Stored data entries
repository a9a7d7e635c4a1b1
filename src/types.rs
//! Basic type definitions for the hub
//!
//! Provides newtype wrappers for type safety:
//! - `ClientId`: UUID-based unique client identifier
//! - `RoomId`: room name, client-supplied or generated
//! - `Frame`: one serialized outbound message

use std::sync::Arc;

use uuid::Uuid;

use crate::error::AppError;

/// Maximum length of a room id, in characters
pub const MAX_ROOM_ID_LEN: usize = 64;

/// Length of server-generated room ids
const GENERATED_ROOM_ID_LEN: usize = 8;

/// One serialized message, shared between every queue it is pushed onto
pub type Frame = Arc<str>;

/// Unique client identifier (newtype pattern)
///
/// Wraps a UUID v4 for type-safe client identification.
/// Implements Hash and Eq for use as HashMap keys.
#[derive(Debug, Clone, Copy, PartialEq, Eq, Hash)]
pub struct ClientId(pub Uuid);

impl ClientId {
    /// Create a new random client ID
    pub fn new() -> Self {
        Self(Uuid::new_v4())
    }
}

impl Default for ClientId {
    fn default() -> Self {
        Self::new()
    }
}

impl std::fmt::Display for ClientId {
    fn fmt(&self, f: &mut std::fmt::Formatter<'_>) -> std::fmt::Result {
        write!(f, "{}", self.0)
    }
}

/// Room identifier
///
/// Rooms are addressed by name. Names are case-sensitive and trimmed;
/// a room created without a name gets a random alphanumeric one.
#[derive(Debug, Clone, PartialEq, Eq, Hash, PartialOrd, Ord)]
pub struct RoomId(String);

impl RoomId {
    /// Generate a new random 8-character room id
    pub fn generate() -> Self {
        use rand::Rng;
        let id: String = rand::thread_rng()
            .sample_iter(&rand::distributions::Alphanumeric)
            .take(GENERATED_ROOM_ID_LEN)
            .map(char::from)
            .collect();
        Self(id)
    }

    /// Validate a client-supplied room name
    pub fn parse(raw: &str) -> Result<Self, AppError> {
        let name = raw.trim();
        if name.is_empty()
            || name.chars().count() > MAX_ROOM_ID_LEN
            || name.chars().any(char::is_control)
        {
            return Err(AppError::InvalidRoomId(raw.to_string()));
        }
        Ok(Self(name.to_string()))
    }

    pub fn as_str(&self) -> &str {
        &self.0
    }
}

impl std::fmt::Display for RoomId {
    fn fmt(&self, f: &mut std::fmt::Formatter<'_>) -> std::fmt::Result {
        f.write_str(&self.0)
    }
}

#[cfg(test)]
mod tests {
    use super::*;

    #[test]
    fn test_client_id_unique() {
        let id1 = ClientId::new();
        let id2 = ClientId::new();
        assert_ne!(id1, id2);
    }

    #[test]
    fn test_generated_room_id() {
        let id = RoomId::generate();
        assert_eq!(id.as_str().len(), 8);
        assert!(id.as_str().chars().all(|c| c.is_ascii_alphanumeric()));
    }

    #[test]
    fn test_room_id_trimmed_and_case_sensitive() {
        let id = RoomId::parse("  Alpha ").unwrap();
        assert_eq!(id.as_str(), "Alpha");
        assert_ne!(id, RoomId::parse("alpha").unwrap());
    }

    #[test]
    fn test_room_id_rejects_bad_names() {
        assert!(RoomId::parse("").is_err());
        assert!(RoomId::parse("   ").is_err());
        assert!(RoomId::parse("tab\there").is_err());
        assert!(RoomId::parse(&"x".repeat(MAX_ROOM_ID_LEN + 1)).is_err());
        assert!(RoomId::parse(&"x".repeat(MAX_ROOM_ID_LEN)).is_ok());
    }
}
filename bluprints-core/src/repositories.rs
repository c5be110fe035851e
// Persistence traits.
// Each repository owns a single file and always
// persists it as a whole. There are no transactions
// spanning multiple repositories.

use crate::{dictionary::Dictionary, entities::*};
use std::{io, path::PathBuf};
use thiserror::Error;

#[derive(Debug, Error)]
pub enum Error {
    #[error("The file '{}' could not be found", path.display())]
    NotFound { path: PathBuf },
    #[error("The example file '{}' is missing or malformed", path.display())]
    ConfigMissing { path: PathBuf },
    #[error("The file '{}' could not be parsed: {reason}", path.display())]
    Parse { path: PathBuf, reason: String },
    #[error(transparent)]
    Io(#[from] io::Error),
}

pub type Result<T> = std::result::Result<T, Error>;

pub trait DictionaryRepo {
    fn load_dictionary(&self) -> Result<Dictionary>;
    // Rewrites the whole dictionary.
    fn save_dictionary(&self, dictionary: &Dictionary) -> Result<()>;
}

pub trait TagDocumentRepo {
    fn load_document(&self) -> Result<TagDocument>;
    // Rewrites the whole document.
    fn save_document(&self, document: &TagDocument) -> Result<()>;
}
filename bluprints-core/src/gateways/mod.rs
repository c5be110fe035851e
pub mod prompt;
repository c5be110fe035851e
use crate::{entities::Category, repositories};
use std::io;
use thiserror::Error;

#[derive(Debug, Error)]
pub enum Error {
    #[error("The tag [{tag}] of category [{category}] has no dictionary entry")]
    UnresolvedTag { category: Category, tag: String },
    #[error("There is no template for category [{0}]")]
    MissingTemplate(Category),
    #[error("Unable to read console input: {0}")]
    Prompt(#[from] io::Error),
    #[error(transparent)]
    Repo(#[from] repositories::Error),
}
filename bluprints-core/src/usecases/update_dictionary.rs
use super::prelude::*;

/// Adds or replaces a phrase and persists the whole dictionary.
///
/// The in-memory dictionary is reloaded afterwards so that it
/// reflects exactly what has been stored.
pub fn update_dictionary<R>(
    repo: &R,
    dictionary: &mut Dictionary,
    category: Category,
    tag: &str,
    phrase: String,
) -> Result<()>
where
    R: DictionaryRepo,
{
    dictionary.insert(category, tag, phrase);
    repo.save_dictionary(dictionary)?;
    *dictionary = repo.load_dictionary()?;
    Ok(())
}
use std::collections::BTreeMap;

use serde::Serialize;

use crate::{category::Category, document::CategoryInfo};

/// The human readable description derived from a [`TagDocument`](crate::document::TagDocument).
#[derive(Debug, Clone, Default, PartialEq, Eq, Serialize)]
#[serde(rename_all = "PascalCase")]
pub struct Description {
    /// Rendered prose per category.
    ///
    /// The comment is stored verbatim in its alphabetical slot,
    /// see [`Description::set_comment`].
    #[serde(flatten)]
    sections: BTreeMap<Category, String>,
    pub title: String,
    pub style: String,
    pub category: CategoryInfo,
    pub taglist: String,
    #[serde(skip_serializing_if = "Option::is_none")]
    pub table: Option<BTreeMap<String, String>>,
    #[serde(skip_serializing_if = "Option::is_none")]
    pub cover: Option<String>,
    #[serde(skip_serializing_if = "Option::is_none")]
    pub collages: Option<String>,
    #[serde(skip_serializing_if = "Option::is_none")]
    pub graph: Option<String>,
    #[serde(skip_serializing_if = "Option::is_none")]
    pub poster: Option<String>,
    #[serde(skip_serializing_if = "Option::is_none")]
    pub screens: Option<String>,
    /// The comment substituted into its template.
    #[serde(skip)]
    pub rendered_comment: Option<String>,
}

impl Description {
    pub fn section(&self, category: Category) -> Option<&str> {
        self.sections.get(&category).map(String::as_str)
    }

    pub fn sections(&self) -> impl Iterator<Item = (Category, &str)> {
        self.sections.iter().map(|(c, s)| (*c, s.as_str()))
    }

    /// Stores rendered prose.
    ///
    /// A rendered comment goes to [`Description::rendered_comment`]
    /// and never replaces the raw one.
    pub fn set_section(&mut self, category: Category, text: String) {
        if category == Category::Comment {
            self.rendered_comment = Some(text);
            return;
        }
        self.sections.insert(category, text);
    }

    pub fn comment(&self) -> &str {
        self.section(Category::Comment).unwrap_or_default()
    }

    pub fn set_comment(&mut self, comment: String) {
        self.sections.insert(Category::Comment, comment);
    }
}

/// Combines media references into a single field.
///
/// No items yield nothing, a single item is returned bare
/// and multiple items are wrapped into a spoiler named `label`.
pub fn wrap_media(label: &str, items: &[String]) -> Option<String> {
    match items {
        [] => None,
        [single] => Some(single.clone()),
        _ => Some(format!("[spoiler={label}]{}[/spoiler]", items.concat())),
    }
}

_WORK REQUIRED:_ Looking at the entries above, copy out every line in which "crate" occurs.

_OUTPUT:_
use crate::error::AppError;
use crate::{dictionary::Dictionary, entities::*};
use crate::{entities::Category, repositories};
use crate::{category::Category, document::CategoryInfo};
/// The human readable description derived from a [`TagDocument`](crate::document::TagDocument).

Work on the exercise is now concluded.